Exercise description |
Please copy exactly the lines from the top of the data through the line containing "pub fn begin_loading(&mut", and nothing else.

Collected data
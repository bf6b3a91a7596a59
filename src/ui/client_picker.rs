use std::time::{Duration, Instant};

use crossterm::event::{KeyCode, KeyEvent};
use tui::{
    backend::Backend,
    layout::{Constraint, Direction, Layout},
    style::{Color, Modifier, Style},
    widgets::{Block, Borders, Cell, Clear, Paragraph, Row, Table, TableState},
    Frame,
};

use crate::models::{Client, Page};
use crate::ui::centered_rect;
use crate::ui::components::search_input::SearchInputState;

const SEARCH_DEBOUNCE: Duration = Duration::from_millis(300);

/// Searchable, paged client selection modal owned by the invoice wizard.
pub struct ClientPickerState {
    search: SearchInputState,
    clients: Vec<Client>,
    table_state: TableState,
    page: usize,
    total_pages: usize,
    is_loading: bool,
}

pub enum ClientPickerAction {
    Cancel,
    Select(Client),
    Search(String),
    LoadNextPage,
}

impl ClientPickerState {
    pub fn new() -> Self {
        Self {
            search: SearchInputState::new(),
            clients: Vec::new(),
            table_state: TableState::default(),
            page: 0,
            total_pages: 0,
            is_loading: false,
        }
    }

    pub fn committed_search(&self) -> Option<&str> {
        let committed = self.search.committed();
        if committed.is_empty() {
            None
        } else {
            Some(committed)
        }
    }

    pub fn begin_loading(&mut self) {
        self.is_loading = true;
    }

    pub fn finish_loading(&mut self) {
        self.is_loading = false;
    }

    pub fn page(&self) -> usize {
        self.page
    }

    /// Replace the rows with a fresh first page (new search or initial load).
    pub fn reset_with(&mut self, page: Page<Client>) {
        self.page = page.page;
        self.total_pages = page.total_pages;
        self.clients = page.items;
        self.table_state = TableState::default();
        if !self.clients.is_empty() {
            self.table_state.select(Some(0));
        }
    }

    /// Append a follow-up page below the rows already loaded.
    pub fn append(&mut self, page: Page<Client>) {
        self.page = page.page;
        self.total_pages = page.total_pages;
        self.clients.extend(page.items);
    }

    pub fn has_more(&self) -> bool {
        self.page < self.total_pages
    }

    fn at_end(&self) -> bool {
        match self.table_state.selected() {
            Some(i) => i + 1 >= self.clients.len(),
            None => true,
        }
    }

    fn next(&mut self) {
        if self.clients.is_empty() {
            return;
        }
        let i = match self.table_state.selected() {
            Some(i) => (i + 1).min(self.clients.len() - 1),
            None => 0,
        };
        self.table_state.select(Some(i));
    }

    fn previous(&mut self) {
        if self.clients.is_empty() {
            return;
        }
        let i = match self.table_state.selected() {
            Some(i) => i.saturating_sub(1),
            None => 0,
        };
        self.table_state.select(Some(i));
    }

    pub fn selected_client(&self) -> Option<&Client> {
        self.table_state.selected().and_then(|i| self.clients.get(i))
    }

    pub fn handle_input(&mut self, key: Option<KeyEvent>) -> Option<ClientPickerAction> {
        let Some(key) = key else {
            // Tick: a debounced query may have become ready.
            return self
                .search
                .take_ready(Instant::now(), SEARCH_DEBOUNCE)
                .map(ClientPickerAction::Search);
        };

        match key.code {
            KeyCode::Esc => Some(ClientPickerAction::Cancel),
            KeyCode::Enter => self
                .selected_client()
                .cloned()
                .map(ClientPickerAction::Select),
            KeyCode::Up => {
                self.previous();
                None
            }
            KeyCode::Down => {
                if self.at_end() && self.has_more() && !self.is_loading {
                    Some(ClientPickerAction::LoadNextPage)
                } else {
                    self.next();
                    None
                }
            }
            KeyCode::Char(_) | KeyCode::Backspace => {
                self.search.handle_input(key.code);
                None
            }
            _ => None,
        }
    }
}

pub fn render_client_picker<B: Backend>(frame: &mut Frame<B>, state: &mut ClientPickerState) {
    let area = centered_rect(80, 70, frame.size());
    frame.render_widget(Clear, area);

    let title = if state.is_loading {
        "Select Client (loading...)"
    } else {
        "Select Client"
    };
    let outer = Block::default().title(title).borders(Borders::ALL);
    let inner = outer.inner(area);
    frame.render_widget(outer, area);

    let chunks = Layout::default()
        .direction(Direction::Vertical)
        .constraints([
            Constraint::Length(3), // Search
            Constraint::Min(3),    // Results
            Constraint::Length(1), // Help
        ])
        .split(inner);

    let search = Paragraph::new(state.search.display_string())
        .block(Block::default().title("Search").borders(Borders::ALL));
    frame.render_widget(search, chunks[0]);

    let header_cells = ["Name", "Tax Id", "Email"]
        .iter()
        .map(|h| Cell::from(*h).style(Style::default().fg(Color::Yellow)));
    let header = Row::new(header_cells).height(1);

    let rows = state.clients.iter().map(|client| {
        Row::new(vec![
            Cell::from(client.name.as_str()),
            Cell::from(client.tax_id.as_str()),
            Cell::from(client.email.as_str()),
        ])
        .height(1)
    });

    let table = Table::new(rows)
        .header(header)
        .highlight_style(
            Style::default()
                .bg(Color::Blue)
                .fg(Color::White)
                .add_modifier(Modifier::BOLD),
        )
        .widths(&[
            Constraint::Percentage(45),
            Constraint::Percentage(25),
            Constraint::Percentage(30),
        ]);
    frame.render_stateful_widget(table, chunks[1], &mut state.table_state);

    let help = Paragraph::new("Type to search | Enter - Select | Esc - Cancel")
        .style(Style::default().fg(Color::Gray));
    frame.render_widget(help, chunks[2]);
}

#[cfg(test)]
mod tests {
    use super::*;
    use crossterm::event::KeyModifiers;

    fn client(id: i32, name: &str) -> Client {
        Client {
            id,
            name: name.to_string(),
            tax_id: format!("TAX-{id}"),
            document_type_id: None,
            email: String::new(),
            phone: String::new(),
            address: None,
        }
    }

    fn page(items: Vec<Client>, page: usize, total_pages: usize) -> Page<Client> {
        let total = items.len();
        Page {
            items,
            page,
            total_pages,
            total,
        }
    }

    fn key(code: KeyCode) -> Option<KeyEvent> {
        Some(KeyEvent::new(code, KeyModifiers::NONE))
    }

    #[test]
    fn next_page_rows_append_after_current_ones() {
        let mut picker = ClientPickerState::new();
        picker.reset_with(page(vec![client(1, "a"), client(2, "b")], 1, 2));
        picker.append(page(vec![client(3, "c")], 2, 2));

        assert_eq!(picker.clients.len(), 3);
        assert_eq!(picker.clients[2].id, 3);
        assert!(!picker.has_more());
    }

    #[test]
    fn down_at_the_end_requests_the_next_page_once() {
        let mut picker = ClientPickerState::new();
        picker.reset_with(page(vec![client(1, "a")], 1, 3));

        assert!(matches!(
            picker.handle_input(key(KeyCode::Down)),
            Some(ClientPickerAction::LoadNextPage)
        ));

        // While the fetch is in flight the flag suppresses a second request.
        picker.begin_loading();
        assert!(picker.handle_input(key(KeyCode::Down)).is_none());
    }

    #[test]
    fn down_on_the_last_page_stays_put() {
        let mut picker = ClientPickerState::new();
        picker.reset_with(page(vec![client(1, "a"), client(2, "b")], 1, 1));

        picker.handle_input(key(KeyCode::Down));
        picker.handle_input(key(KeyCode::Down));
        assert_eq!(picker.table_state.selected(), Some(1));
    }

    #[test]
    fn enter_selects_the_highlighted_client() {
        let mut picker = ClientPickerState::new();
        picker.reset_with(page(vec![client(1, "a"), client(2, "b")], 1, 1));
        picker.handle_input(key(KeyCode::Down));

        match picker.handle_input(key(KeyCode::Enter)) {
            Some(ClientPickerAction::Select(selected)) => assert_eq!(selected.id, 2),
            _ => panic!("expected a selection"),
        }
    }

    #[test]
    fn new_search_resets_the_page_list() {
        let mut picker = ClientPickerState::new();
        picker.reset_with(page(vec![client(1, "a"), client(2, "b")], 1, 2));
        picker.append(page(vec![client(3, "c")], 2, 2));

        picker.reset_with(page(vec![client(9, "z")], 1, 1));
        assert_eq!(picker.clients.len(), 1);
        assert_eq!(picker.table_state.selected(), Some(0));
    }
}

Response to this task |
repository bf6b3a91a7596a59
filename src/ui/client_picker.rs
use std::time::{Duration, Instant};

use crossterm::event::{KeyCode, KeyEvent};
use tui::{
    backend::Backend,
    layout::{Constraint, Direction, Layout},
    style::{Color, Modifier, Style},
    widgets::{Block, Borders, Cell, Clear, Paragraph, Row, Table, TableState},
    Frame,
};

use crate::models::{Client, Page};
use crate::ui::centered_rect;
use crate::ui::components::search_input::SearchInputState;

const SEARCH_DEBOUNCE: Duration = Duration::from_millis(300);

/// Searchable, paged client selection modal owned by the invoice wizard.
pub struct ClientPickerState {
    search: SearchInputState,
    clients: Vec<Client>,
    table_state: TableState,
    page: usize,
    total_pages: usize,
    is_loading: bool,
}

pub enum ClientPickerAction {
    Cancel,
    Select(Client),
    Search(String),
    LoadNextPage,
}

impl ClientPickerState {
    pub fn new() -> Self {
        Self {
            search: SearchInputState::new(),
            clients: Vec::new(),
            table_state: TableState::default(),
            page: 0,
            total_pages: 0,
            is_loading: false,
        }
    }

    pub fn committed_search(&self) -> Option<&str> {
        let committed = self.search.committed();
        if committed.is_empty() {
            None
        } else {
            Some(committed)
        }
    }

    pub fn begin_loading(&mut self) {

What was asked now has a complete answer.